Material provided START

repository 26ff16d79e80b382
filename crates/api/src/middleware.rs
pub mod error_handling;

Material provided END

Task description: Please restate the material above exactly, line by line.

Task response:
repository 26ff16d79e80b382
filename crates/api/src/middleware.rs
pub mod error_handling;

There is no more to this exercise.